Il dolore della moglie e dei figli

La morte di Antonio lascia nel dolore la moglie Patrizia Villa e i figli Martinapia e Aniello. Per loro si apre il tempo difficile dell’assenza di una figura centrale nella vita familiare. La perdita di un marito e di un padre porta con sé un vuoto che resta nel tempo, ma anche una memoria fatta di gesti quotidiani, affetti e momenti condivisi.

Nelle ore che precedono il funerale, la vicinanza di amici, conoscenti e cittadini rappresenta un sostegno importante per accompagnare la famiglia in un dolore che nessuna parola può davvero alleviare.

Una famiglia numerosa unita nel lutto

A piangere Antonio ci sono anche i fratelli Nunzia, Anna, Eufemia, Elena, Aniello e Lucia. Accanto a loro vengono ricordati i cognati, le cognate, i nipoti e tutti i parenti.

In momenti come questo, i rapporti familiari diventano il luogo nel quale condividere la sofferenza e custodire il ricordo della persona scomparsa. La presenza di chi ha conosciuto Antonio potrà rappresentare un segno concreto di affetto verso i suoi cari.

La chiesa di San Sisto in Barbazzano
La chiesa di San Sisto in Barbazzano

Le esequie dalla casa di via Risorgimento

Le esequie muoveranno giovedì 25 giugno alle ore 9.30 dalla casa dell’estinto, situata in via Risorgimento 15, presso il Palazzo Papa Giovanni XXIII.

Da qui il corteo accompagnerà Antonio verso la chiesa di San Sisto in Barbazzano, dove sarà celebrato il rito funebre.

La partenza dall’abitazione rappresenterà il primo momento dell’ultimo viaggio. Familiari, amici e conoscenti potranno riunirsi per accompagnare il feretro e manifestare la propria vicinanza alla moglie Patrizia, ai figli e agli altri parenti.

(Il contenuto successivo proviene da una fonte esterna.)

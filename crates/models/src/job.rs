use chrono::{DateTime, Utc};
use serde::{Deserialize, Serialize};

use crate::AmountRange;

#[derive(Debug, Clone, Copy, PartialEq, Eq, Default, Serialize, Deserialize)]
#[serde(rename_all = "lowercase")]
pub enum JobStatus {
    #[default]
    Open,
    Closed,
    Completed,
    Deleted,
}

#[derive(Debug, Clone, PartialEq, Serialize, Deserialize)]
#[serde(rename_all = "camelCase")]
pub struct Job {
    pub id: String,
    pub employer_id: String,
    pub title: String,
    pub category: String,
    pub description: String,
    #[serde(default, skip_serializing_if = "Option::is_none")]
    pub time_estimated: Option<String>,
    pub workers_required: u32,
    pub budget_range: AmountRange,
    #[serde(default)]
    pub status: JobStatus,
    /// Worker ids, one entry per application (duplicates allowed).
    #[serde(default)]
    pub applicants: Vec<String>,
    pub created_at: DateTime<Utc>,
}

impl Job {
    pub fn is_open(&self) -> bool { self.status == JobStatus::Open }

    /// Drop every applicant entry for `worker_id`.
    pub fn remove_applicant(&mut self, worker_id: &str) {
        self.applicants.retain(|id| id != worker_id);
    }
}

#[derive(Debug, Clone, PartialEq, Serialize, Deserialize)]
#[serde(rename_all = "camelCase")]
pub struct NewJob {
    pub employer_id: String,
    pub title: String,
    pub category: String,
    pub description: String,
    #[serde(default)]
    pub time_estimated: Option<String>,
    pub workers_required: u32,
    pub budget_range: AmountRange,
}

impl NewJob {
    /// New jobs always start open with no applicants.
    pub fn into_job(self, id: String, now: DateTime<Utc>) -> Job {
        Job {
            id,
            employer_id: self.employer_id,
            title: self.title,
            category: self.category,
            description: self.description,
            time_estimated: self.time_estimated,
            workers_required: self.workers_required,
            budget_range: self.budget_range,
            status: JobStatus::Open,
            applicants: Vec::new(),
            created_at: now,
        }
    }
}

L’ultimo saluto nella chiesa di San Sisto

La chiesa di San Sisto in Barbazzano accoglierà la famiglia e la comunità per la celebrazione delle esequie.

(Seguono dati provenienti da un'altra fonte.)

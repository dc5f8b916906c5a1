//! Entity definitions for the job portal record store.
//!
//! Every entity serializes with camelCase field names so the persisted
//! document keeps the shape the portal front-end expects.

pub mod errors;
pub mod ids;
pub mod patch;
pub mod record;
pub mod user;
pub mod job;
pub mod application;
pub mod document;
pub mod profile_request;

use serde::{Deserialize, Serialize};

/// Inclusive `{ min, max }` amount, used for wages and job budgets.
/// Amounts are plain JSON numbers, fractions included.
#[derive(Debug, Clone, Copy, PartialEq, Serialize, Deserialize)]
pub struct AmountRange {
    pub min: f64,
    pub max: f64,
}

impl AmountRange {
    pub fn new(min: f64, max: f64) -> Self { Self { min, max } }
}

Sarà un momento di preghiera, raccoglimento e memoria. In occasioni come questa, la partecipazione al rito assume il significato di una presenza silenziosa ma importante, capace di far sentire ai familiari di non essere soli.

La celebrazione religiosa consentirà a quanti hanno conosciuto Antonio di rendergli l’ultimo saluto e di custodire il ricordo del legame condiviso con lui.

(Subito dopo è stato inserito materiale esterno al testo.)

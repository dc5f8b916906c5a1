use chrono::Utc;
use tracing::{info, warn};

use models::application::Application;
use models::ids::{generate_id, APPLICATION_PREFIX};
use models::record::Record;

use super::RecordStore;

impl RecordStore {
    /// Record an application and add the worker to the job's applicants,
    /// both in one load/save cycle. An unknown job still gets the
    /// application record; repeat applications are not deduplicated.
    pub fn apply_for_job(&self, worker_id: &str, job_id: &str) -> Option<Record<Application>> {
        self.insert("apply_for_job", |doc| {
            let application = Record::new(Application::new(generate_id(APPLICATION_PREFIX), job_id, worker_id, Utc::now()));
            doc.applications.push(application.clone());
            match doc.jobs.iter_mut().find(|j| j.id == job_id) {
                Some(job) => job.applicants.push(worker_id.to_string()),
                None => warn!(%job_id, %worker_id, "application recorded for unknown job"),
            }
            info!(application_id = %application.id, %job_id, %worker_id, "applied_for_job");
            Ok(application)
        })
    }

    pub fn get_applications_by_worker_id(&self, worker_id: &str) -> Vec<Record<Application>> {
        self.load().applications.into_iter().filter(|a| a.worker_id == worker_id).collect()
    }

    /// Remove the application and the worker's entries in the job's applicants.
    pub fn withdraw_application(&self, application_id: &str) -> bool {
        self.mutate("withdraw_application", |doc| {
            let Some(idx) = doc.applications.iter().position(|a| a.id == application_id) else {
                return Ok(false);
            };
            let application = doc.applications.remove(idx);
            if let Some(job) = doc.jobs.iter_mut().find(|j| j.id == application.job_id) {
                job.remove_applicant(&application.worker_id);
            }
            info!(%application_id, job_id = %application.job_id, "application_withdrawn");
            Ok(true)
        })
    }
}

#[cfg(test)]
mod tests {
    use crate::test_support::memory_store;
    use models::application::ApplicationStatus;
    use models::job::NewJob;
    use models::AmountRange;

    fn post_job(store: &crate::RecordStore, title: &str) -> String {
        store
            .create_job(NewJob {
                employer_id: "user-e".into(),
                title: title.into(),
                category: "cleaning".into(),
                description: "office".into(),
                time_estimated: None,
                workers_required: 1,
                budget_range: AmountRange::new(100.0, 200.0),
            })
            .expect("job")
            .id
            .clone()
    }

    #[test]
    fn apply_links_application_and_exactly_one_job() {
        let store = memory_store();
        let target = post_job(&store, "A");
        let other = post_job(&store, "B");

        let app = store.apply_for_job("user-w", &target).expect("applied");
        assert!(app.id.starts_with("app-"));
        assert_eq!(app.status, ApplicationStatus::Applied);

        assert_eq!(store.get_job(&target).expect("job").applicants, vec!["user-w".to_string()]);
        assert!(store.get_job(&other).expect("job").applicants.is_empty());
        assert_eq!(store.get_applications_by_worker_id("user-w"), vec![app]);
    }

    #[test]
    fn withdraw_removes_both_sides() {
        let store = memory_store();
        let job_id = post_job(&store, "A");
        let app = store.apply_for_job("user-w", &job_id).expect("applied");
        store.apply_for_job("user-v", &job_id).expect("applied");

        assert!(store.withdraw_application(&app.id));
        assert!(store.get_applications_by_worker_id("user-w").is_empty());
        assert_eq!(store.get_job(&job_id).expect("job").applicants, vec!["user-v".to_string()]);
        assert!(!store.withdraw_application(&app.id));
    }

    #[test]
    fn apply_to_unknown_job_still_records_application() {
        let store = memory_store();
        let app = store.apply_for_job("user-w", "job-missing").expect("applied");
        assert_eq!(app.job_id, "job-missing");
        assert_eq!(store.get_applications_by_worker_id("user-w").len(), 1);
        // withdrawing an orphan only drops the application
        assert!(store.withdraw_application(&app.id));
        assert!(store.load().applications.is_empty());
    }
}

Pagani si stringe attorno ai familiari

La notizia della scomparsa di Antonio Nacchia ha raggiunto la comunità di Pagani, dove giovedì si svolgeranno i funerali.

La morte di un uomo di 59 anni colpisce inevitabilmente chi gli è stato vicino. Il dolore privato della famiglia diventa così un sentimento condiviso da amici, parenti e conoscenti.

Il ricordo affidato agli affetti

Dopo il funerale resteranno i ricordi custoditi dalla moglie, dai figli, dai fratelli e da tutte le persone che hanno condiviso con Antonio una parte della propria vita.

Sono i legami familiari e umani a conservare nel tempo la memoria di chi non c’è più. Un gesto, una parola o un momento vissuto insieme diventano parte di un patrimonio affettivo che continua ad accompagnare i suoi cari.

Giovedì Pagani saluterà Antonio Nacchia con rispetto e partecipazione, stringendosi attorno alla famiglia nel momento più difficile.